Selama ini aku menutup telinga dari gunjingan teman sejawat. Mereka hanya tahu nyinyir saat mas Adnan dekat denganku. Huh, belum tahu saja, bisa jadi suami mereka di luar sana pun punya skandal yang sama.
Lelaki sekarang mana ada yang bisa dipegang omongannya. Di senggol hatinya sedikit saja langsung terkapar. Apalagi disuguhi gulali rayuan dari hari ke hari. Pastilah langsung nempel tanpa bisa lepas lagi.
Cantiknya istri di rumah bukan jaminan tertahannya mata suami di luaran. Apalagi kalau tak cantik, bisa makin parah keliaran matanya.
Dunia kebebasan yang menaungi kehidupan manusia memang sebrengsek ini. Dan aku adalah pelaku kebebasan yang jauh sekali dari tuntunan agama. Jelaslah kuhalalkam segala cara demi mencapai kepuasan dunia. Yang penting bisa hidup dengan gelimangan harta, persetanlah dengan norma-norma.
Sudah dapat kubayangkan enaknya jadi nyonya Adnan Saputra. Takkan kekurangam materi pastinya. Mereka yang merendahkanku pun akan berubah jadi penjilat. Secara ‘ya istri dari manajer gitu.
Dalam zaman liberal begini, standar kehormatan’ kan harta dan jabatan. Tak punya itu, siap-siap direndahkan. Jadi, pernikahanku dengan mas Adnan pastinya untuk mengangkat derajat kehidupan.
“Kalau Mas tidak bisa bercerai dengan mba Rida, aku mundur saja. Aku gak tahan dengan gosip di luaran. Sakit, loh mas dinyinyirin terus sama netijen. Aku juga gak siap jadi istri kedua, pastinya nanti bakal dibully.”
Aku melepas tangannya dari pinggang ini, lalu menjauh untuk memberi tanda bahwa ucapan tersebut serius. Kusandarkan bokong pada meja kerja mas Adnan, lalu dari posisi ini dapat terlihat dengan jelas raut wajah lelaki yang tengah dterpa kegamangan.
Mas Adnan bukan pria binal. Selama jalinan asmara ini pun ia tak pernah meminta hubungan badan lebih. Katanya tak mau menyentuh wanita sebelum sah jadi istrinya. Bagus juga sih sebab dengan begitu dia akan makin penasaran.

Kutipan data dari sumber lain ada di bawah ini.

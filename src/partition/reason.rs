use crate::core::{ErrorKind, Version};
use serde::ser::SerializeStruct;
use serde::{Serialize, Serializer};
use thiserror::Error;

/// Why a batch item was rejected. `code()` is the stable machine tag.
#[derive(Error, Debug, Clone, PartialEq, Eq)]
pub enum RejectReason {
    #[error("Invalidly formatted runner: {detail}")]
    InvalidRunner { detail: String },

    #[error("Invalidly formatted heat: {detail}")]
    InvalidHeat { detail: String },

    #[error("Invalidly formatted checkpoint: {detail}")]
    InvalidCheckpoint { detail: String },

    #[error("Invalid runner ID: {detail}")]
    InvalidRunnerId { detail: String },

    #[error("Invalid heat ID: {detail}")]
    InvalidHeatId { detail: String },

    #[error("Invalid checkpoint ID: {detail}")]
    InvalidCheckpointId { detail: String },

    #[error("Invalid split time: {detail}")]
    InvalidSplitTime { detail: String },

    #[error("User submitted runners with duplicate bib")]
    DuplicateBib,

    #[error("User submitted heats with duplicate name")]
    DuplicateHeatName,

    #[error("User submitted checkpoints with duplicate name")]
    DuplicateCheckpointName,

    #[error("User submitted duplicate runners")]
    DuplicateRunnerId,

    #[error("User submitted duplicate heat IDs")]
    DuplicateHeatId,

    #[error("User submitted duplicate checkpoint IDs")]
    DuplicateCheckpointId,

    #[error("User submitted the same checkpoint more than once for this runner")]
    DuplicateSplit,

    #[error("Bib already taken by an existing runner")]
    BibTaken,

    #[error("Heat already exists in the event")]
    HeatExists,

    #[error("Checkpoint already exists in the event")]
    CheckpointExists,

    #[error("A split already exists for that checkpoint")]
    SplitExists,

    #[error("Heat not found in event")]
    HeatNotFound,

    #[error("Checkpoint not found in event")]
    CheckpointNotFound,

    #[error("Unable to find runner in database")]
    RunnerNotFound,

    #[error("Runner does not exist in event")]
    RunnerNotInEvent,

    #[error("None of the runner's splits were accepted")]
    NoSplitsAccepted,

    #[error("Cannot remove a heat that still has runners associated with it")]
    HeatInUse,

    #[error(
        "Runner has been modified by another user (expected version {expected}, found {actual}); re-fetch and resubmit"
    )]
    StaleVersion { expected: Version, actual: Version },

    #[error("Store unavailable: {0}")]
    StoreUnavailable(String),
}

impl RejectReason {
    pub fn code(&self) -> &'static str {
        match self {
            Self::InvalidRunner { .. } => "invalidRunner",
            Self::InvalidHeat { .. } => "invalidHeat",
            Self::InvalidCheckpoint { .. } => "invalidCheckpoint",
            Self::InvalidRunnerId { .. } => "invalidRunnerId",
            Self::InvalidHeatId { .. } => "invalidHeatId",
            Self::InvalidCheckpointId { .. } => "invalidCheckpointId",
            Self::InvalidSplitTime { .. } => "invalidSplitTime",
            Self::DuplicateBib => "duplicateBib",
            Self::DuplicateHeatName => "duplicateHeatName",
            Self::DuplicateCheckpointName => "duplicateCheckpointName",
            Self::DuplicateRunnerId => "duplicateRunnerId",
            Self::DuplicateHeatId => "duplicateHeatId",
            Self::DuplicateCheckpointId => "duplicateCheckpointId",
            Self::DuplicateSplit => "duplicateSplit",
            Self::BibTaken => "bibTaken",
            Self::HeatExists => "heatExists",
            Self::CheckpointExists => "checkpointExists",
            Self::SplitExists => "splitExists",
            Self::HeatNotFound => "heatNotFound",
            Self::CheckpointNotFound => "checkpointNotFound",
            Self::RunnerNotFound => "runnerNotFound",
            Self::RunnerNotInEvent => "runnerNotInEvent",
            Self::NoSplitsAccepted => "noSplitsAccepted",
            Self::HeatInUse => "heatInUse",
            Self::StaleVersion { .. } => "staleVersion",
            Self::StoreUnavailable(_) => "storeUnavailable",
        }
    }

    pub fn kind(&self) -> ErrorKind {
        match self {
            Self::InvalidRunner { .. }
            | Self::InvalidHeat { .. }
            | Self::InvalidCheckpoint { .. }
            | Self::InvalidRunnerId { .. }
            | Self::InvalidHeatId { .. }
            | Self::InvalidCheckpointId { .. }
            | Self::InvalidSplitTime { .. } => ErrorKind::InvalidInput,
            Self::RunnerNotFound | Self::RunnerNotInEvent => ErrorKind::NotFound,
            Self::StaleVersion { .. } => ErrorKind::Conflict,
            Self::StoreUnavailable(_) => ErrorKind::StoreUnavailable,
            _ => ErrorKind::ConstraintViolation,
        }
    }
}

impl Serialize for RejectReason {
    fn serialize<S: Serializer>(&self, serializer: S) -> Result<S::Ok, S::Error> {
        let mut state = serializer.serialize_struct("RejectReason", 3)?;
        state.serialize_field("code", self.code())?;
        state.serialize_field("kind", &self.kind())?;
        state.serialize_field("message", &self.to_string())?;
        state.end()
    }
}
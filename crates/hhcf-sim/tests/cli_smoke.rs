use std::fs;
use std::process::Command;

use tempfile::tempdir;

const CONFIG: &str = "temperature: 300\nvolumic_mass: 1000\nsurface_tension: 0.07\n\
kappa: 1.0e-19\narea: 1.0e-12\nresolution: 32\nis_accuracy_test: true\n\
inverse_fourier_transform_method: inverse_fft\n";

fn hhcf_sim() -> Command {
    Command::new(env!("CARGO_BIN_EXE_hhcf-sim"))
}

#[test]
fn run_persists_and_refuses_second_write() {
    let dir = tempdir().unwrap();
    let config = dir.path().join("params.yaml");
    fs::write(&config, CONFIG).unwrap();
    let out = dir.path().join("out");

    let status = hhcf_sim()
        .args(["run", "--config"])
        .arg(&config)
        .arg("--out")
        .arg(&out)
        .status()
        .unwrap();
    assert!(status.success());
    assert!(out
        .join("base_spectrum_inverse_fft/output_paths.json")
        .is_file());

    let again = hhcf_sim()
        .args(["run", "--config"])
        .arg(&config)
        .arg("--out")
        .arg(&out)
        .output()
        .unwrap();
    assert!(!again.status.success());

    let forced = hhcf_sim()
        .args(["--log-format", "json", "run", "--overwrite", "--config"])
        .arg(&config)
        .arg("--out")
        .arg(&out)
        .status()
        .unwrap();
    assert!(forced.success());
}

#[test]
fn derive_prints_scales_as_json() {
    let dir = tempdir().unwrap();
    let config = dir.path().join("params.yml");
    fs::write(&config, CONFIG).unwrap();
    let output = hhcf_sim()
        .args(["--log-level", "error", "derive", "--config"])
        .arg(&config)
        .output()
        .unwrap();
    assert!(output.status.success());
    let value: serde_json::Value = serde_json::from_slice(&output.stdout).unwrap();
    let curvature = value["curvature_frequency"].as_f64().unwrap();
    assert!((curvature - (0.07f64 / 1e-19).sqrt()).abs() / curvature < 1e-12);
}

#[test]
fn unknown_model_exits_with_failure() {
    let dir = tempdir().unwrap();
    let config = dir.path().join("params.yaml");
    fs::write(&config, format!("{CONFIG}spectrum_function: doesNotExist\n")).unwrap();
    let output = hhcf_sim()
        .args(["derive", "--config"])
        .arg(&config)
        .output()
        .unwrap();
    assert!(!output.status.success());
    assert!(String::from_utf8_lossy(&output.stderr).contains("doesNotExist"));
}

Yang kuperhatikan selama ini, ia juga suami dan ayah yang baik. Perhatiannya pada istri dan anak membuatku makin khawatir ambisi ini tak tercapai. Untuk itulah harus diberi tekanan lebih agar secepatnya mengakhiri pernikahannya dengan mba Rida.
Aku tak mau jadi istri kedua sebab akan kalah dalam banyak hal. Yang pasti tak bisa menguasai utuh raga dan harta mas Adnan. Belum lagi pandangan buruk orang-orang, bisa mati muda aku menghadapi itu.
Mas Adnan menghampiriku yang sedang memasang tampang sedih. Ia menangkup tangannya di pipiku lalu berkata, “Mas akan menceraikan Rida bulan depan.”
*
Hari ini aku harus merayakan kemenangan atas resminya perceraian mas Adnan dan mba Rida. Tarik ulur kekasihku akan keputusan perpisahan itu telah menemui ujungnya.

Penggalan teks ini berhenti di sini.